Keep the Method Authorization Implementation details internal and only provide support to configure the list of allowed methods to the users. The approach basically implies keeping the actual behaviour and RestrictedMethodInvocationAuthorizer implementation, but improving the class to make it "mutable" in terms of configuration so users can add or remove custom methods to the list of allowed methods in runtime. The methods actually allowed should match exactly the ones to be executed by OQL, any difference will result in the method execution to be rejected by the query engine.

Pros and Cons

  • No major changes needed (+).
  • Easy to understand and configure (+).
  • Cumbersome Configuration (-).
    • Becomes a nightmare for huge data models.
    • User needs to add methods to the accepted list one by one, per class.
    • Maintenance complexity when the amount of methods to allow increases.

AnnotationBasedMethodAuthorizer

Add a new annotation to Geode (@Authorized, @OQLMethod, other?) so users can annotate within their domain model which methods are safe to invoke during OQL execution. In order to decide whether the method is allowed or denied, the implementation will need to check whether the method is annotated with the marker annotation or not.

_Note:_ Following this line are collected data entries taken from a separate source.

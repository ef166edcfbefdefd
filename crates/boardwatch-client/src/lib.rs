pub mod fetcher;
pub mod notifier;

pub use fetcher::{FetcherConfig, ReqwestFetcher};
pub use notifier::{MessengerConfig, MessengerNotifier};
use thiserror::Error;

/// Application-wide error types for Boardwatch.
#[derive(Error, Debug)]
pub enum AppError {
    /// HTTP request failed (fetching a page or posting a notification).
    #[error("HTTP error: {0}")]
    HttpError(String),

    /// Network/connection error.
    #[error("Network error: {0}")]
    NetworkError(String),

    /// Request timed out.
    #[error("Request timed out after {0} seconds")]
    Timeout(u64),

    /// The fetcher refused a URL outside the allowed hosts.
    #[error("Host not allowed: {0}")]
    HostNotAllowed(String),

    /// A fetched document could not be interpreted (bad selector, bad next-page URL).
    #[error("Parse error: {0}")]
    ParseError(String),

    /// Pagination ran past the configured page budget.
    #[error("Page limit of {0} exceeded")]
    PageLimitExceeded(usize),

    /// The run was cancelled or hit its deadline.
    #[error("Run cancelled")]
    Cancelled,

    /// Database operation failed.
    #[error("Database error: {0}")]
    DatabaseError(String),

    /// A write collided with an existing external id.
    #[error("Constraint violation: {0}")]
    ConstraintViolation(String),

    /// Marking the catalog as tentatively removed failed; nothing was reconciled.
    #[error("Fence failed: {0}")]
    FenceError(String),

    /// A row expected to exist was not found.
    #[error("Not found: {0}")]
    NotFound(String),

    /// Delivering a notification failed.
    #[error("Notification error: {0}")]
    NotificationError(String),

    /// Missing or invalid configuration.
    #[error("Configuration error: {0}")]
    ConfigError(String),

    /// JSON serialization/deserialization failed.
    #[error("Serialization error: {0}")]
    SerializationError(#[from] serde_json::Error),
}

impl AppError {
    /// Returns true if this error ends a walk (and therefore the run's crawl phase).
    pub fn is_crawl_failure(&self) -> bool {
        matches!(
            self,
            AppError::HttpError(_)
                | AppError::NetworkError(_)
                | AppError::Timeout(_)
                | AppError::HostNotAllowed(_)
                | AppError::ParseError(_)
                | AppError::PageLimitExceeded(_)
                | AppError::Cancelled
        )
    }

    /// Returns true if this error is transient and a later run may succeed.
    pub fn is_retryable(&self) -> bool {
        match self {
            AppError::NetworkError(_) | AppError::Timeout(_) => true,
            AppError::HttpError(msg) => {
                msg.contains("timeout")
                    || msg.contains("connect")
                    || msg.contains("HTTP 5")
                    || msg.contains("HTTP 429")
            }
            AppError::DatabaseError(msg) | AppError::FenceError(msg) => {
                msg.contains("timed out") || msg.contains("connection")
            }
            _ => false,
        }
    }
}
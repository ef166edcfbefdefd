//! Pagination over the listing index.
//!
//! The walk is pull-based: each [`PageWalker::next_page`] call fetches one
//! document, so a caller can stop early. A walker is not restartable; crawl
//! again with a new one.

use std::collections::HashSet;

use scraper::Html;
use url::Url;

use crate::error::AppError;
use crate::extract::{Extracted, ListingExtractor};
use crate::models::Candidate;
use crate::traits::Fetcher;

/// Default upper bound on pages visited in one walk.
pub const DEFAULT_MAX_PAGES: usize = 200;

/// One fetched index page.
#[derive(Debug, Clone)]
pub struct Page {
    pub url: String,
    /// Candidates in document order.
    pub candidates: Vec<Candidate>,
    /// Fragments that did not yield a candidate.
    pub skipped: usize,
}

/// Walks the "next page" chain starting at one URL.
pub struct PageWalker<'a, F: Fetcher> {
    fetcher: &'a F,
    extractor: &'a ListingExtractor,
    next: Option<Url>,
    visited: HashSet<Url>,
    max_pages: usize,
}

impl<'a, F: Fetcher> PageWalker<'a, F> {
    pub fn new(
        fetcher: &'a F,
        extractor: &'a ListingExtractor,
        start_url: &str,
        max_pages: usize,
    ) -> Result<Self, AppError> {
        let start = Url::parse(start_url)
            .map_err(|e| AppError::ParseError(format!("Invalid start URL '{start_url}': {e}")))?;

        Ok(Self {
            fetcher,
            extractor,
            next: Some(start),
            visited: HashSet::new(),
            max_pages,
        })
    }

    /// Number of pages fetched so far.
    pub fn pages_visited(&self) -> usize {
        self.visited.len()
    }

    /// Fetch and extract the next page. `Ok(None)` means pagination ended.
    ///
    /// A next-page link pointing at an already visited URL ends the walk. Going
    /// past `max_pages` is an error, since the remaining pages were never seen.
    pub async fn next_page(&mut self) -> Result<Option<Page>, AppError> {
        let Some(url) = self.next.take() else {
            return Ok(None);
        };

        if self.visited.contains(&url) {
            tracing::warn!(%url, "Next-page link points at a visited page, stopping");
            return Ok(None);
        }
        if self.visited.len() >= self.max_pages {
            return Err(AppError::PageLimitExceeded(self.max_pages));
        }
        self.visited.insert(url.clone());

        tracing::info!(%url, page = self.visited.len(), "Visiting");
        let html = self.fetcher.fetch(url.as_str()).await?;

        let (page, next) = parse_page(self.extractor, &html, &url)?;
        tracing::debug!(
            url = %page.url,
            candidates = page.candidates.len(),
            skipped = page.skipped,
            "Page extracted"
        );

        self.next = next;
        Ok(Some(page))
    }
}

/// Extract all candidates and the next-page URL from one document.
///
/// Listing links and the next-page link are resolved against `base`.
pub fn parse_page(
    extractor: &ListingExtractor,
    html: &str,
    base: &Url,
) -> Result<(Page, Option<Url>), AppError> {
    let document = Html::parse_document(html);

    let mut candidates = Vec::new();
    let mut skipped = 0;
    for fragment in extractor.fragments(&document) {
        match extractor.extract(fragment) {
            Extracted::Candidate(mut candidate) => {
                if !candidate.link.is_empty() {
                    if let Ok(absolute) = base.join(&candidate.link) {
                        candidate.link = absolute.into();
                    }
                }
                candidates.push(candidate);
            }
            Extracted::Skip(reason) => {
                tracing::debug!(%reason, "Skipping fragment");
                skipped += 1;
            }
        }
    }

    let next = extractor
        .next_page_href(&document)
        .map(|href| {
            base.join(&href).map(|mut u| {
                u.set_fragment(None);
                u
            })
        })
        .transpose()
        .map_err(|e| AppError::ParseError(format!("Invalid next-page link on {base}: {e}")))?;

    let page = Page {
        url: base.to_string(),
        candidates,
        skipped,
    };
    Ok((page, next))
}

@Target(ElementType.METHOD)

@Retention(RetentionPolicy.RUNTIME)

@interface Authorized {

}


@Override

public void authorizeMethodInvocation(Method method) throws NotAuthorizedException {

 if (!method.isAnnotationPresent(Authorized.class)) {

   throw new NotAuthorizedException(UNAUTHORIZED_STRING + method.getName());

 }

}

Pros and Cons

  • Easy to use and implement (+).
  • Annotations are becoming the standard, developers are comfortable with them (+).
  • No extra configuration needed: the deployed domain model contains what we need in runtime (+).
  • The domain model classes must be present on the server’s classpath (-).
  • An unnecessary level of coupling is added between the user’s code and Geode (-).
  • Code is not code anymore, there is embedded configuration in the domain model (-).

ResourcePermissionBasedMethodAuthorizer

Allow any method invocation for users that have the DATA:QUERY:RegionName role. This approach basically allows the operator/developer to decide which users have rights to execute any method for queries on a particular region (DATA:READ:RegionName already allows OQL execution, DATA:QUERY:RegionName will also allow method execution as part of the OQL on that particular region).

Pros and Cons

  • Easy to implement (+).
  • No extra configuration or changes needed (+).
  • Addition of new resource permission DATA:QUERY:RegionName (-).
  • Confusing. Multiple roles are required for “the same” OQL execution operation (-).